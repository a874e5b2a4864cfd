//! Weather report payload published by the device on `info/weather`.
//!
//! The device relays a wttr.in-shaped JSON object. All fields are
//! optional strings; the dashboard renders `--` placeholders for whatever
//! is missing rather than rejecting the report.

use serde::Deserialize;

use super::decode::DecodeError;

#[derive(Debug, Clone, Default, PartialEq, Deserialize)]
pub struct WeatherReport {
    #[serde(rename = "temp_C", default)]
    pub temp_c: Option<String>,
    #[serde(rename = "weatherDesc", default)]
    pub description_en: Option<String>,
    /// Localized description, preferred for display when present.
    #[serde(rename = "weatherDesc_zh", default)]
    pub description_zh: Option<String>,
    #[serde(rename = "weatherCode", default)]
    pub weather_code: Option<String>,
    #[serde(default)]
    pub humidity: Option<String>,
    #[serde(rename = "windspeedKmph", default)]
    pub windspeed_kmph: Option<String>,
    #[serde(rename = "winddir16Point", default)]
    pub wind_direction: Option<String>,
    #[serde(default)]
    pub visibility: Option<String>,
    #[serde(rename = "FeelsLikeC", default)]
    pub feels_like_c: Option<String>,
}

impl WeatherReport {
    pub fn description(&self) -> &str {
        self.description_zh
            .as_deref()
            .or(self.description_en.as_deref())
            .unwrap_or("--")
    }

    /// Glyph for the wttr.in weather code. Unknown codes get a neutral
    /// thermometer.
    pub fn icon(&self) -> &'static str {
        let Some(code) = self.weather_code.as_deref() else {
            return "\u{1F321}";
        };
        match code {
            "113" => "\u{2600}",
            "116" => "\u{26C5}",
            "119" | "122" => "\u{2601}",
            "143" | "248" | "260" => "\u{1F32B}",
            "176" | "263" | "293" | "353" => "\u{1F326}",
            "200" | "386" | "389" | "392" | "395" => "\u{26C8}",
            "230" | "332" | "335" | "338" | "371" => "\u{2744}",
            "266" | "296" | "299" | "302" | "305" | "308" | "356" | "359" => "\u{1F327}",
            "179" | "182" | "185" | "227" | "281" | "284" | "311" | "314" | "317" | "320"
            | "323" | "326" | "329" | "350" | "362" | "365" | "368" | "374" | "377" => {
                "\u{1F328}"
            }
            _ => "\u{1F321}",
        }
    }
}

/// Parses the JSON blob. A failed parse keeps the previously displayed
/// report; the caller only logs the error.
pub fn decode_weather(payload: &str) -> Result<WeatherReport, DecodeError> {
    serde_json::from_str(payload).map_err(|e| DecodeError::WeatherJson(e.to_string()))
}

#[cfg(test)]
mod tests {
    use super::*;

    #[test]
    fn parses_full_report() {
        let report = decode_weather(
            r#"{"temp_C":"12","weatherDesc":"Light rain","weatherCode":"296",
                "humidity":"87","windspeedKmph":"15","winddir16Point":"SW",
                "visibility":"9","FeelsLikeC":"10"}"#,
        )
        .unwrap();
        assert_eq!(report.temp_c.as_deref(), Some("12"));
        assert_eq!(report.description(), "Light rain");
        assert_eq!(report.icon(), "\u{1F327}");
    }

    #[test]
    fn localized_description_wins() {
        let report = decode_weather(
            r#"{"weatherDesc":"Sunny","weatherDesc_zh":"晴","weatherCode":"113"}"#,
        )
        .unwrap();
        assert_eq!(report.description(), "\u{6674}");
        assert_eq!(report.icon(), "\u{2600}");
    }

    #[test]
    fn missing_fields_are_tolerated() {
        let report = decode_weather("{}").unwrap();
        assert_eq!(report.description(), "--");
        assert_eq!(report.icon(), "\u{1F321}");
    }

    #[test]
    fn invalid_json_is_a_decode_error() {
        assert!(decode_weather("not json").is_err());
    }
}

_ _ _ _ _

**Task goal**
Whenever a line of the entries contains the string "self", copy that line.

**The completed task**
    pub fn description(&self) -> &str {
        self.description_zh
            .or(self.description_en.as_deref())
    pub fn icon(&self) -> &'static str {
        let Some(code) = self.weather_code.as_deref() else {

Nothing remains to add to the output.